<<<<
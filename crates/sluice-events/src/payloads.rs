//! Event payloads published by the host.

use chrono::{DateTime, Utc};
use serde::{Deserialize, Serialize};
use sluice_switch::SwitchState;

/// Identifier assigned to each published event.
pub type EventId = u64;

/// Typed events surfaced by the host runtime.
#[derive(Debug, Clone, Serialize, Deserialize, PartialEq, Eq)]
#[serde(tag = "type", rename_all = "snake_case")]
pub enum Event {
    /// An entity was registered after platform setup.
    EntityRegistered {
        /// Entity display name.
        entity: String,
    },
    /// State or availability differs from the previous observation.
    StateChanged {
        /// Entity display name.
        entity: String,
        /// Newly observed state.
        state: SwitchState,
        /// Newly observed availability.
        available: bool,
    },
    /// An update failed with an error that was not absorbed by the entity.
    UpdateFailed {
        /// Entity display name.
        entity: String,
        /// Rendered error.
        message: String,
    },
    /// Setup found the daemon not ready and will retry.
    SetupRetry {
        /// One-based attempt that failed.
        attempt: u32,
        /// Seconds until the next attempt.
        retry_in_secs: u64,
    },
    /// Setup failed permanently.
    SetupFailed {
        /// Rendered error.
        message: String,
    },
    /// A turn-on or turn-off command was sent to the daemon.
    CommandIssued {
        /// Entity display name.
        entity: String,
        /// Requested state.
        target: SwitchState,
    },
}

impl Event {
    /// Machine-friendly discriminator for log and CLI consumers.
    #[must_use]
    pub const fn kind(&self) -> &'static str {
        match self {
            Self::EntityRegistered { .. } => "entity_registered",
            Self::StateChanged { .. } => "state_changed",
            Self::UpdateFailed { .. } => "update_failed",
            Self::SetupRetry { .. } => "setup_retry",
            Self::SetupFailed { .. } => "setup_failed",
            Self::CommandIssued { .. } => "command_issued",
        }
    }

    /// Entity the event concerns, when it is entity-scoped.
    #[must_use]
    pub fn entity(&self) -> Option<&str> {
        match self {
            Self::EntityRegistered { entity }
            | Self::StateChanged { entity, .. }
            | Self::UpdateFailed { entity, .. }
            | Self::CommandIssued { entity, .. } => Some(entity),
            Self::SetupRetry { .. } | Self::SetupFailed { .. } => None,
        }
    }
}

/// Event plus the identifier and timestamp assigned at publish time.
#[derive(Debug, Clone, Serialize, Deserialize, PartialEq, Eq)]
pub struct EventEnvelope {
    /// Sequential identifier.
    pub id: EventId,
    /// Publish time.
    pub timestamp: DateTime<Utc>,
    /// Payload.
    pub event: Event,
}
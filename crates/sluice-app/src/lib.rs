#![forbid(unsafe_code)]
#![deny(unused_must_use, rustdoc::broken_intra_doc_links, rustdoc::bare_urls)]
#![warn(
    missing_docs,
    unreachable_pub,
    clippy::all,
    clippy::pedantic,
    clippy::nursery
)]

//! Sluice host runtime.
//!
//! Layout: `bootstrap.rs` (config, logging, and signal wiring), `host.rs`
//! (`Host` and `HostHandle`), `worker.rs` (setup retry and poll loop),
//! `command.rs` (worker commands), `error.rs` (`HostError`, `AppError`).

/// Application bootstrap and dependency wiring.
pub mod bootstrap;
mod command;
/// Host and worker error types.
pub mod error;
/// Host lifecycle and the command handle.
pub mod host;
mod worker;

pub use bootstrap::{config_path, connector_for, logging_config, run_app};
pub use error::{AppError, AppResult, HostError, HostResult};
pub use host::{Host, HostHandle};
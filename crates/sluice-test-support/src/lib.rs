#![forbid(unsafe_code)]
#![deny(unused_must_use, rustdoc::broken_intra_doc_links, rustdoc::bare_urls)]
#![warn(
    missing_docs,
    unreachable_pub,
    clippy::all,
    clippy::pedantic,
    clippy::nursery
)]

//! Shared test helpers used across integration suites.
//! Layout: fixtures.rs (config and payload builders), mocks.rs (scripted daemon doubles).

pub mod fixtures;
pub mod mocks;

pub use mocks::{RecordedCall, ScriptedClient, ScriptedConnector};
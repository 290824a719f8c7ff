//! Loading configuration documents from disk and the environment.

use std::fs;
use std::path::Path;

use tracing::debug;

use crate::error::{ConfigError, ConfigResult};
use crate::model::{LogFormatSetting, SluiceConfig};
use crate::validate::validate;

/// Environment variable overriding `deluge.host`.
pub const ENV_DELUGE_HOST: &str = "SLUICE_DELUGE_HOST";
/// Environment variable overriding `deluge.port`.
pub const ENV_DELUGE_PORT: &str = "SLUICE_DELUGE_PORT";
/// Environment variable overriding `deluge.username`.
pub const ENV_DELUGE_USERNAME: &str = "SLUICE_DELUGE_USERNAME";
/// Environment variable overriding `deluge.password`.
pub const ENV_DELUGE_PASSWORD: &str = "SLUICE_DELUGE_PASSWORD";
/// Environment variable overriding `logging.level`.
pub const ENV_LOG_LEVEL: &str = "SLUICE_LOG_LEVEL";
/// Environment variable overriding `logging.format`.
pub const ENV_LOG_FORMAT: &str = "SLUICE_LOG_FORMAT";

/// Read, parse, override from the process environment, and validate a file.
///
/// # Errors
///
/// Returns `ConfigError::Io` when the file cannot be read, `ConfigError::Parse`
/// for malformed YAML, and `ConfigError::InvalidField` when validation fails.
pub fn load_from_path(path: &Path) -> ConfigResult<SluiceConfig> {
    let raw = fs::read_to_string(path).map_err(|source| ConfigError::Io {
        operation: "read_config",
        path: path.to_path_buf(),
        source,
    })?;
    let mut config = serde_yaml::from_str::<SluiceConfig>(&raw).map_err(|source| {
        ConfigError::Parse {
            path: Some(path.to_path_buf()),
            source,
        }
    })?;
    apply_env_overrides(&mut config, |key| std::env::var(key).ok())?;
    validate(&config)?;
    debug!(path = %path.display(), address = %config.deluge.address(), "configuration loaded");
    Ok(config)
}

/// Parse and validate an in-memory document without consulting the environment.
///
/// # Errors
///
/// Returns `ConfigError::Parse` or `ConfigError::InvalidField`.
pub fn parse_document(raw: &str) -> ConfigResult<SluiceConfig> {
    let config = serde_yaml::from_str::<SluiceConfig>(raw)
        .map_err(|source| ConfigError::Parse { path: None, source })?;
    validate(&config)?;
    Ok(config)
}

/// Apply `SLUICE_*` overrides resolved through `lookup`.
///
/// # Errors
///
/// Returns `ConfigError::InvalidField` when an override cannot be parsed.
pub fn apply_env_overrides<F>(config: &mut SluiceConfig, lookup: F) -> ConfigResult<()>
where
    F: Fn(&str) -> Option<String>,
{
    if let Some(host) = lookup(ENV_DELUGE_HOST) {
        config.deluge.host = host;
    }
    if let Some(raw) = lookup(ENV_DELUGE_PORT) {
        config.deluge.port = raw.trim().parse::<u16>().map_err(|_| {
            ConfigError::invalid("deluge", "port", Some(raw.clone()), "not_a_port")
        })?;
    }
    if let Some(username) = lookup(ENV_DELUGE_USERNAME) {
        config.deluge.username = username;
    }
    if let Some(password) = lookup(ENV_DELUGE_PASSWORD) {
        config.deluge.password = Some(password);
    }
    if let Some(level) = lookup(ENV_LOG_LEVEL) {
        config.logging.level = level;
    }
    if let Some(raw) = lookup(ENV_LOG_FORMAT) {
        let format = LogFormatSetting::parse(&raw).ok_or_else(|| {
            ConfigError::invalid("logging", "format", Some(raw.clone()), "unknown_format")
        })?;
        config.logging.format = Some(format);
    }
    Ok(())
}
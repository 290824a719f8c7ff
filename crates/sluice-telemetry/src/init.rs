//! Subscriber initialisation and logging configuration.
//!
//! # Design
//! - One entry point installs either the pretty or the JSON fmt layer on stderr.
//! - `RUST_LOG` wins over the configured level when set.
//! - The build SHA is recorded once so every span reports the same value.

use once_cell::sync::OnceCell;
use tracing_subscriber::{EnvFilter, fmt, layer::SubscriberExt, util::SubscriberInitExt};

use crate::error::{Result, TelemetryError};

/// Default logging directive when neither `RUST_LOG` nor config provide one.
pub const DEFAULT_LOG_LEVEL: &str = "info";

static BUILD_SHA: OnceCell<String> = OnceCell::new();

/// Logging configuration.
#[derive(Debug, Clone)]
pub struct LoggingConfig<'a> {
    /// `EnvFilter` directive (e.g. `info`, `sluice_rpc=debug`).
    pub level: &'a str,
    /// Output format selection for the tracing subscriber.
    pub format: LogFormat,
    /// Build identifier recorded in the application span.
    pub build_sha: &'a str,
}

impl Default for LoggingConfig<'_> {
    fn default() -> Self {
        Self {
            level: DEFAULT_LOG_LEVEL,
            format: LogFormat::infer(),
            build_sha: option_env!("SLUICE_BUILD_SHA").unwrap_or("dev"),
        }
    }
}

/// Available output formats for the logger.
#[derive(Debug, Clone, Copy, PartialEq, Eq)]
pub enum LogFormat {
    /// Emit logs as structured JSON objects.
    Json,
    /// Emit human-readable logs.
    Pretty,
}

impl LogFormat {
    /// Pretty in debug builds, JSON in release builds.
    #[must_use]
    pub const fn infer() -> Self {
        if cfg!(debug_assertions) {
            Self::Pretty
        } else {
            Self::Json
        }
    }
}

/// Configure and install the global tracing subscriber.
///
/// # Errors
///
/// Returns [`TelemetryError::SubscriberInstall`] if a global subscriber is
/// already set.
pub fn init_logging(config: &LoggingConfig<'_>) -> Result<()> {
    let _ = BUILD_SHA.set(config.build_sha.to_string());
    let filter = build_env_filter(config.level);
    let installed = match config.format {
        LogFormat::Json => tracing_subscriber::registry()
            .with(filter)
            .with(
                fmt::layer()
                    .json()
                    .with_writer(std::io::stderr)
                    .with_target(false)
                    .with_thread_ids(false),
            )
            .try_init(),
        LogFormat::Pretty => tracing_subscriber::registry()
            .with(filter)
            .with(
                fmt::layer()
                    .with_writer(std::io::stderr)
                    .with_target(false)
                    .with_thread_ids(false),
            )
            .try_init(),
    };
    installed.map_err(|source| TelemetryError::SubscriberInstall { source })
}

/// Build SHA recorded during initialisation, or `dev`.
#[must_use]
pub fn build_sha() -> &'static str {
    BUILD_SHA.get().map_or("dev", String::as_str)
}

fn build_env_filter(level: &str) -> EnvFilter {
    EnvFilter::try_from_default_env()
        .or_else(|_| EnvFilter::try_new(level))
        .unwrap_or_else(|_| EnvFilter::new(DEFAULT_LOG_LEVEL))
}
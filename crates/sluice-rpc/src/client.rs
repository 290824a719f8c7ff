//! Deluge daemon client over TLS.
//!
//! # Design
//! - One session per client; calls are serialized through an async mutex.
//! - A transport failure drops the session and triggers exactly one reconnect
//!   (TCP, TLS, login) followed by a single re-issue of the call. If either step
//!   fails the caller sees `RpcError::ConnectionLost`.
//! - Daemon exceptions and malformed replies never trigger a reconnect.
//! - A protocol violation drops the session without re-issuing the call; the
//!   next call opens a fresh connection.

use std::fmt;
use std::sync::Arc;
use std::time::Duration;

use async_trait::async_trait;
use serde_json::{Map, Value, json};
use tokio::net::TcpStream;
use tokio::sync::Mutex;
use tokio::time::timeout;
use tokio_rustls::TlsConnector;
use tokio_rustls::client::TlsStream;
use tracing::{debug, info, warn};

use crate::error::{RpcError, RpcResult};
use crate::{Connector, RemoteClient, tls, wire};

const LOGIN_METHOD: &str = "daemon.login";
const CLIENT_VERSION: &str = env!("CARGO_PKG_VERSION");

/// Address, credentials, and timeout used to reach a daemon.
#[derive(Clone)]
pub struct ConnectionSettings {
    /// Daemon host name or IP literal.
    pub host: String,
    /// Daemon RPC port.
    pub port: u16,
    /// Daemon account name.
    pub username: String,
    /// Daemon account password.
    pub password: String,
    /// Upper bound for connecting and for each request/response exchange.
    pub timeout: Duration,
}

impl ConnectionSettings {
    /// Render the `host:port` pair used in logs and errors.
    #[must_use]
    pub fn address(&self) -> String {
        format!("{}:{}", self.host, self.port)
    }
}

impl fmt::Debug for ConnectionSettings {
    fn fmt(&self, formatter: &mut fmt::Formatter<'_>) -> fmt::Result {
        formatter
            .debug_struct("ConnectionSettings")
            .field("host", &self.host)
            .field("port", &self.port)
            .field("username", &self.username)
            .field("password", &"<redacted>")
            .field("timeout", &self.timeout)
            .finish()
    }
}

struct Session {
    stream: TlsStream<TcpStream>,
    next_request_id: i64,
}

impl Session {
    async fn call(
        &mut self,
        method: &str,
        args: Vec<Value>,
        kwargs: Map<String, Value>,
        limit: Duration,
    ) -> RpcResult<Value> {
        self.next_request_id += 1;
        let request_id = self.next_request_id;
        timeout(
            limit,
            wire::exchange(&mut self.stream, request_id, method, args, kwargs),
        )
        .await
        .map_err(|_| RpcError::Timeout {
            method: method.to_string(),
            timeout: limit,
        })?
    }
}

/// Connected client for a single Deluge daemon.
pub struct DelugeRpcClient {
    settings: ConnectionSettings,
    tls: TlsConnector,
    session: Mutex<Option<Session>>,
}

impl DelugeRpcClient {
    /// Prepare a client without opening a connection.
    ///
    /// # Errors
    ///
    /// Returns an error if the TLS configuration cannot be built.
    pub fn new(settings: ConnectionSettings) -> RpcResult<Self> {
        Ok(Self {
            settings,
            tls: tls::daemon_connector()?,
            session: Mutex::new(None),
        })
    }

    /// Open the connection and log in, replacing any existing session.
    ///
    /// # Errors
    ///
    /// Returns `ConnectionRefused` when nothing listens on the daemon port, and
    /// other variants for TLS, timeout, or authentication failures.
    pub async fn connect(&self) -> RpcResult<()> {
        let session = self.establish().await?;
        *self.session.lock().await = Some(session);
        info!(address = %self.settings.address(), "connected to deluge daemon");
        Ok(())
    }

    /// Settings this client was built with.
    #[must_use]
    pub const fn settings(&self) -> &ConnectionSettings {
        &self.settings
    }

    async fn establish(&self) -> RpcResult<Session> {
        let address = self.settings.address();
        let limit = self.settings.timeout;

        let tcp = timeout(
            limit,
            TcpStream::connect((self.settings.host.as_str(), self.settings.port)),
        )
        .await
        .map_err(|_| RpcError::Timeout {
            method: "connect".to_string(),
            timeout: limit,
        })?
        .map_err(|source| {
            if source.kind() == std::io::ErrorKind::ConnectionRefused {
                RpcError::ConnectionRefused {
                    address: address.clone(),
                }
            } else {
                RpcError::Connect {
                    address: address.clone(),
                    source,
                }
            }
        })?;

        let server_name = tls::server_name(&self.settings.host)?;
        let stream = timeout(limit, self.tls.connect(server_name, tcp))
            .await
            .map_err(|_| RpcError::Timeout {
                method: "tls_handshake".to_string(),
                timeout: limit,
            })?
            .map_err(|source| RpcError::Tls {
                address: address.clone(),
                source,
            })?;

        let mut session = Session {
            stream,
            next_request_id: 0,
        };
        let mut kwargs = Map::new();
        kwargs.insert("client_version".to_string(), json!(CLIENT_VERSION));
        let credentials = vec![
            json!(self.settings.username),
            json!(self.settings.password),
        ];
        match session.call(LOGIN_METHOD, credentials, kwargs, limit).await {
            Ok(level) => {
                debug!(address = %address, auth_level = %level, "daemon login accepted");
                Ok(session)
            }
            Err(RpcError::Remote {
                exception, message, ..
            }) => Err(RpcError::AuthenticationFailed {
                username: self.settings.username.clone(),
                exception,
                message,
            }),
            Err(err) => Err(err),
        }
    }
}

#[async_trait]
impl RemoteClient for DelugeRpcClient {
    async fn call(&self, method: &str, args: Vec<Value>) -> RpcResult<Value> {
        let limit = self.settings.timeout;
        let mut guard = self.session.lock().await;

        let first_attempt = match guard.as_mut() {
            Some(session) => Some(session.call(method, args.clone(), Map::new(), limit).await),
            None => None,
        };
        match first_attempt {
            Some(Err(err)) if err.is_transport_failure() => {
                warn!(method, error = %err, "daemon transport failed; reconnecting");
                *guard = None;
            }
            Some(Err(err)) if err.is_protocol_violation() => {
                warn!(method, error = %err, "daemon stream desynchronised; dropping session");
                *guard = None;
                return Err(err);
            }
            Some(outcome) => return outcome,
            None => debug!(method, "no daemon session; reconnecting"),
        }

        let mut session = self
            .establish()
            .await
            .map_err(|err| RpcError::lost(method, err))?;
        let outcome = session.call(method, args, Map::new(), limit).await;
        match outcome {
            Err(err) if err.is_transport_failure() => Err(RpcError::lost(method, err)),
            Err(err) if err.is_protocol_violation() => Err(err),
            other => {
                *guard = Some(session);
                other
            }
        }
    }
}

/// Connector that opens a fresh [`DelugeRpcClient`] per setup attempt.
#[derive(Debug, Clone)]
pub struct DelugeConnector {
    settings: ConnectionSettings,
}

impl DelugeConnector {
    /// Build a connector for the given daemon settings.
    #[must_use]
    pub const fn new(settings: ConnectionSettings) -> Self {
        Self { settings }
    }
}

#[async_trait]
impl Connector for DelugeConnector {
    async fn connect(&self) -> RpcResult<Arc<dyn RemoteClient>> {
        let client = DelugeRpcClient::new(self.settings.clone())?;
        client.connect().await?;
        Ok(Arc::new(client))
    }

    fn address(&self) -> String {
        self.settings.address()
    }
}
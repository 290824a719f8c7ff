//! Shared context, platform connection, and error types for the CLI.

use std::fmt::{self, Display, Formatter};
use std::sync::Arc;

use sluice_app::HostError;
use sluice_config::{ConfigError, SluiceConfig};
use sluice_rpc::Connector;
use sluice_switch::{PlatformError, ToggleEntity, setup_platform};

use crate::cli::OutputFormat;

/// CLI-level error type; the variant decides the exit code.
#[derive(Debug)]
pub(crate) enum CliError {
    Validation(String),
    NotReady(String),
    Failure(anyhow::Error),
}

/// Convenience alias for functions returning a `CliError`.
pub(crate) type CliResult<T> = Result<T, CliError>;

impl CliError {
    pub(crate) fn validation(message: impl Into<String>) -> Self {
        Self::Validation(message.into())
    }

    pub(crate) fn failure(error: impl Into<anyhow::Error>) -> Self {
        Self::Failure(error.into())
    }

    pub(crate) const fn exit_code(&self) -> i32 {
        match self {
            Self::Validation(_) => 2,
            Self::Failure(_) => 3,
            Self::NotReady(_) => 4,
        }
    }

    pub(crate) fn display_message(&self) -> String {
        match self {
            Self::Validation(message) | Self::NotReady(message) => message.clone(),
            Self::Failure(error) => format!("{error:#}"),
        }
    }
}

impl Display for CliError {
    fn fmt(&self, formatter: &mut Formatter<'_>) -> fmt::Result {
        formatter.write_str("cli error")
    }
}

impl std::error::Error for CliError {}

impl From<ConfigError> for CliError {
    fn from(err: ConfigError) -> Self {
        let detail = match &err {
            ConfigError::InvalidField {
                section,
                field,
                value,
                reason,
            } => match value {
                Some(value) => format!("{section}.{field}: {reason} (got '{value}')"),
                None => format!("{section}.{field}: {reason}"),
            },
            ConfigError::Parse { source, .. } => source.to_string(),
            ConfigError::Io { path, source, .. } => format!("{}: {source}", path.display()),
        };
        Self::Validation(format!("invalid configuration: {detail}"))
    }
}

impl From<PlatformError> for CliError {
    fn from(err: PlatformError) -> Self {
        match err {
            PlatformError::NotReady { address, .. } => {
                Self::NotReady(format!("deluge daemon at {address} is not accepting connections"))
            }
            other @ PlatformError::Setup { .. } => Self::failure(other),
        }
    }
}

impl From<HostError> for CliError {
    fn from(err: HostError) -> Self {
        match err {
            HostError::UnknownEntity { name } => Self::validation(format!("unknown entity '{name}'")),
            other => Self::failure(other),
        }
    }
}

/// Loaded configuration plus the connector and output selection.
pub(crate) struct CliContext {
    pub(crate) config: SluiceConfig,
    pub(crate) connector: Arc<dyn Connector>,
    pub(crate) output: OutputFormat,
}

/// Connect once and build the entities.
pub(crate) async fn connect(ctx: &CliContext) -> CliResult<Vec<Box<dyn ToggleEntity>>> {
    Ok(setup_platform(&ctx.config.deluge, ctx.connector.as_ref()).await?)
}

#[cfg(test)]
mod tests {
    use super::*;
    use sluice_rpc::RpcError;

    #[test]
    fn exit_codes_follow_error_kind() {
        assert_eq!(CliError::validation("bad").exit_code(), 2);
        assert_eq!(CliError::failure(anyhow::anyhow!("boom")).exit_code(), 3);
        assert_eq!(CliError::NotReady("later".into()).exit_code(), 4);
    }

    #[test]
    fn platform_errors_map_to_not_ready_or_failure() {
        let not_ready = CliError::from(PlatformError::NotReady {
            address: "nas:58846".into(),
            source: RpcError::ConnectionRefused {
                address: "nas:58846".into(),
            },
        });
        assert_eq!(not_ready.exit_code(), 4);
        assert!(not_ready.display_message().contains("nas:58846"));

        let setup = CliError::from(PlatformError::Setup {
            address: "nas:58846".into(),
            source: RpcError::InvalidServerName { host: "x y".into() },
        });
        assert_eq!(setup.exit_code(), 3);
        assert_eq!(setup.display_message(), "deluge platform setup failed: invalid tls server name");
    }

    #[test]
    fn config_errors_are_validation_failures() {
        let err = CliError::from(ConfigError::InvalidField {
            section: "deluge",
            field: "port",
            value: Some("0".into()),
            reason: "out_of_range",
        });
        assert_eq!(err.exit_code(), 2);
        assert_eq!(
            err.display_message(),
            "invalid configuration: deluge.port: out_of_range (got '0')"
        );
    }

    #[test]
    fn unknown_entity_is_a_validation_failure() {
        let err = CliError::from(HostError::UnknownEntity {
            name: "Nope".into(),
        });
        assert_eq!(err.exit_code(), 2);
        assert_eq!(CliError::from(HostError::Stopped).exit_code(), 3);
    }
}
>>>>
_Exercise goal_:
Above are the records; from them, give again exactly the lines from the one containing "let first_attempt = match" through the one containing "stream desynchronised; dropping", both included.

_Completed task_:
        let first_attempt = match guard.as_mut() {
            Some(session) => Some(session.call(method, args.clone(), Map::new(), limit).await),
            None => None,
        };
        match first_attempt {
            Some(Err(err)) if err.is_transport_failure() => {
                warn!(method, error = %err, "daemon transport failed; reconnecting");
                *guard = None;
            }
            Some(Err(err)) if err.is_protocol_violation() => {
                warn!(method, error = %err, "daemon stream desynchronised; dropping session");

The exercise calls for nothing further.